A Study of the Hydration and Dehydration of Vanadyl Arsenate by X‐ray Diffraction Analysis, Infrared and Raman Spectroscopy

The course of the intercalation and deintercalation of water molecules in vanadyl arsenate has been studied by X‐ray diffraction analysis and by infrared and Raman spectroscopies. The formation of VOAsO 4 hydrates at ambient temperature has been found to depend on relative humidity (r.h.): VOAsO 4  · 5 H 2 O (basal spacing c  = 10.48 Å) is formed at r.h. above 76%, VOAsO 4  · 3 H 2 O ( c  = 8.03 Å) at 43–76% r.h., VOAsO 4  · 2 H 2 O ( c  = 7.33 Å) at 11–43% r.h.; dehydrated VOAsO 4 ( c  = 4.18 Å) exists near 0% r.h. Like the thermal dehydration of VOPO 4  · 2 H 2 O, the thermal dehydration of VOAsO 4  · 3 H 2 O proceeds in a stepwise manner so that the dihydrate and monohydrate are formed en route to the anhydrous compound. The arsenate monohydrate is gradually dehydrated over a broad temperature range. The broad diffraction lines observed can be explained in terms of the existence of a disordered phase containing monohydrated and anhydrous forms of vanadyl arsenate. A similar phenomenon has been observed during the dehydration of VOAsO 4  · 3 H 2 O over phosphorus pentoxide at ambient temperature. The hydration of VOAsO 4 is different from that of VOPO 4 . The first step, i.e. the insertion of water that coordinates to the vanadium atoms, is very slow. On the contrary, the uptake of further water molecules with the formation of higher hydrates is fast.
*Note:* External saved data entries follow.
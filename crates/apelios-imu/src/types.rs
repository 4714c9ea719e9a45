use glam::{I16Vec3, IVec3};
use std::time::{Duration, Instant};
use thiserror::Error;

/// Raw sensor reading decoded from one controller report.
#[derive(Debug, Clone, Copy, PartialEq, Eq)]
pub struct RawSample {
    /// Accelerometer counts (x, y, z).
    pub accel: I16Vec3,
    /// Gyroscope counts (x, y, z).
    pub gyro: I16Vec3,
    /// When the report was decoded.
    pub timestamp: Instant,
}

/// Bias offsets subtracted from every raw sample before fusion.
///
/// Published as a whole; a new calibration replaces the previous value.
#[derive(Debug, Clone, Copy, PartialEq, Eq)]
pub struct CalibrationOffsets {
    pub accel_bias: IVec3,
    pub gyro_bias: IVec3,
    /// `None` until the first calibration command.
    pub captured_at: Option<Instant>,
}

impl Default for CalibrationOffsets {
    fn default() -> Self {
        Self {
            accel_bias: IVec3::ZERO,
            gyro_bias: IVec3::ZERO,
            captured_at: None,
        }
    }
}

/// Fused orientation in degrees.
#[derive(Debug, Clone, Copy, PartialEq)]
pub struct OrientationEstimate {
    pub pitch: f64,
    pub roll: f64,
    /// Integrated from the gyro only, so it drifts without bound under a constant bias.
    pub yaw: f64,
    /// `None` until the first fusion tick.
    pub updated_at: Option<Instant>,
    pub stale: bool,
}

impl Default for OrientationEstimate {
    fn default() -> Self {
        Self {
            pitch: 0.0,
            roll: 0.0,
            yaw: 0.0,
            updated_at: None,
            stale: false,
        }
    }
}

#[derive(Debug, Error, Clone, Copy, PartialEq)]
pub enum ConfigError {
    #[error("timestep must be positive, got {0} s")]
    InvalidTimestep(f64),
    #[error("gyro sensitivity must be positive and finite, got {0}")]
    InvalidSensitivity(f64),
    #[error("filter weight must lie in [0, 1], got {0}")]
    InvalidWeight(f64),
    #[error("staleness threshold must be non-zero")]
    InvalidStaleThreshold,
    #[error("tick rate must be positive and finite, got {0}")]
    InvalidTickRate(f64),
    #[error("{field} at byte {offset} does not fit in a {report_size}-byte report")]
    FieldOutOfBounds {
        field: &'static str,
        offset: usize,
        report_size: usize,
    },
}

/// Complementary filter tuning, fixed for a session.
#[derive(Debug, Clone, Copy, PartialEq)]
pub struct FilterConfig {
    gyro_sensitivity: f64,
    filter_weight: f64,
}

impl FilterConfig {
    pub fn new(gyro_sensitivity: f64, filter_weight: f64) -> Result<Self, ConfigError> {
        if !gyro_sensitivity.is_finite() || gyro_sensitivity <= 0.0 {
            return Err(ConfigError::InvalidSensitivity(gyro_sensitivity));
        }
        if !(0.0..=1.0).contains(&filter_weight) {
            return Err(ConfigError::InvalidWeight(filter_weight));
        }
        Ok(Self {
            gyro_sensitivity,
            filter_weight,
        })
    }

    /// Degrees per second per gyro count.
    pub fn gyro_sensitivity(&self) -> f64 {
        self.gyro_sensitivity
    }

    /// Share of the gyro prediction in the fused pitch/roll.
    pub fn filter_weight(&self) -> f64 {
        self.filter_weight
    }
}

/// Everything the tracker needs besides its inputs.
#[derive(Debug, Clone, Copy)]
pub struct TrackerOptions {
    pub filter: FilterConfig,
    /// A sample older than this marks the published estimate stale.
    pub stale_after: Duration,
    /// Elapsed time assumed for the very first tick.
    pub nominal_dt: Duration,
    /// Corrected gyro counts at or below this magnitude are ignored.
    pub gyro_deadzone: u16,
}

impl TrackerOptions {
    pub fn new(filter: FilterConfig, stale_after: Duration, tick_rate_hz: f64) -> Result<Self, ConfigError> {
        if stale_after.is_zero() {
            return Err(ConfigError::InvalidStaleThreshold);
        }
        if !tick_rate_hz.is_finite() || tick_rate_hz <= 0.0 {
            return Err(ConfigError::InvalidTickRate(tick_rate_hz));
        }
        // Rates too low overflow a Duration, rates too high round to a zero period.
        let nominal_dt = Duration::try_from_secs_f64(1.0 / tick_rate_hz)
            .ok()
            .filter(|period| !period.is_zero())
            .ok_or(ConfigError::InvalidTickRate(tick_rate_hz))?;
        Ok(Self {
            filter,
            stale_after,
            nominal_dt,
            gyro_deadzone: 0,
        })
    }

    pub fn with_gyro_deadzone(mut self, counts: u16) -> Self {
        self.gyro_deadzone = counts;
        self
    }
}
use crate::source::LatestSample;
use crate::types::{CalibrationOffsets, RawSample};
use std::sync::Arc;
use std::time::Instant;
use thiserror::Error;
use tokio::sync::watch;

#[derive(Debug, Error, PartialEq, Eq)]
pub enum CalibrationError {
    #[error("No IMU sample received yet, nothing to calibrate against")]
    NoSample,
}

/// Holds the bias offsets currently applied by the fusion tick.
///
/// Cloning yields another handle to the same offsets. Every capture replaces
/// the whole [`CalibrationOffsets`] value, so a reader sees either the old or
/// the new offsets, never a mix.
#[derive(Clone)]
pub struct CalibrationStore {
    tx: Arc<watch::Sender<CalibrationOffsets>>,
}

impl CalibrationStore {
    pub fn new() -> Self {
        let (tx, _) = watch::channel(CalibrationOffsets::default());
        Self { tx: Arc::new(tx) }
    }

    pub fn current(&self) -> CalibrationOffsets {
        *self.tx.borrow()
    }

    /// Take `sample` as the new zero point for both sensors.
    ///
    /// The device is assumed to be stationary and level; nothing checks that.
    pub fn capture(&self, sample: &RawSample) -> CalibrationOffsets {
        let offsets = CalibrationOffsets {
            accel_bias: sample.accel.as_ivec3(),
            gyro_bias: sample.gyro.as_ivec3(),
            captured_at: Some(Instant::now()),
        };
        self.tx.send_replace(offsets);

        tracing::info!(
            accel_x = offsets.accel_bias.x,
            accel_y = offsets.accel_bias.y,
            accel_z = offsets.accel_bias.z,
            gyro_x = offsets.gyro_bias.x,
            gyro_y = offsets.gyro_bias.y,
            gyro_z = offsets.gyro_bias.z,
            "IMU calibration captured"
        );
        offsets
    }
}

impl Default for CalibrationStore {
    fn default() -> Self {
        Self::new()
    }
}

/// The no-payload calibration command, bound to whatever input the host uses.
///
/// Cheap to clone and safe to call from any thread.
#[derive(Clone)]
pub struct CalibrationTrigger {
    store: CalibrationStore,
    latest: LatestSample,
}

impl CalibrationTrigger {
    pub(crate) fn new(store: CalibrationStore, latest: LatestSample) -> Self {
        Self { store, latest }
    }

    /// Calibrate against the freshest sample available right now.
    pub fn calibrate(&self) -> Result<CalibrationOffsets, CalibrationError> {
        let sample = self.latest.get().ok_or(CalibrationError::NoSample)?;
        Ok(self.store.capture(&sample))
    }
}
It thus seems likely that the filling of one interlayer space with water facilitates the intercalation of further water into neighboring interlayer spaces. Therefore, only higher hydrates together with the original anhydrous phase are observed. Impedance spectral measurements indicate that the conductivity of the trihydrate has a mixed ionic/electronic character.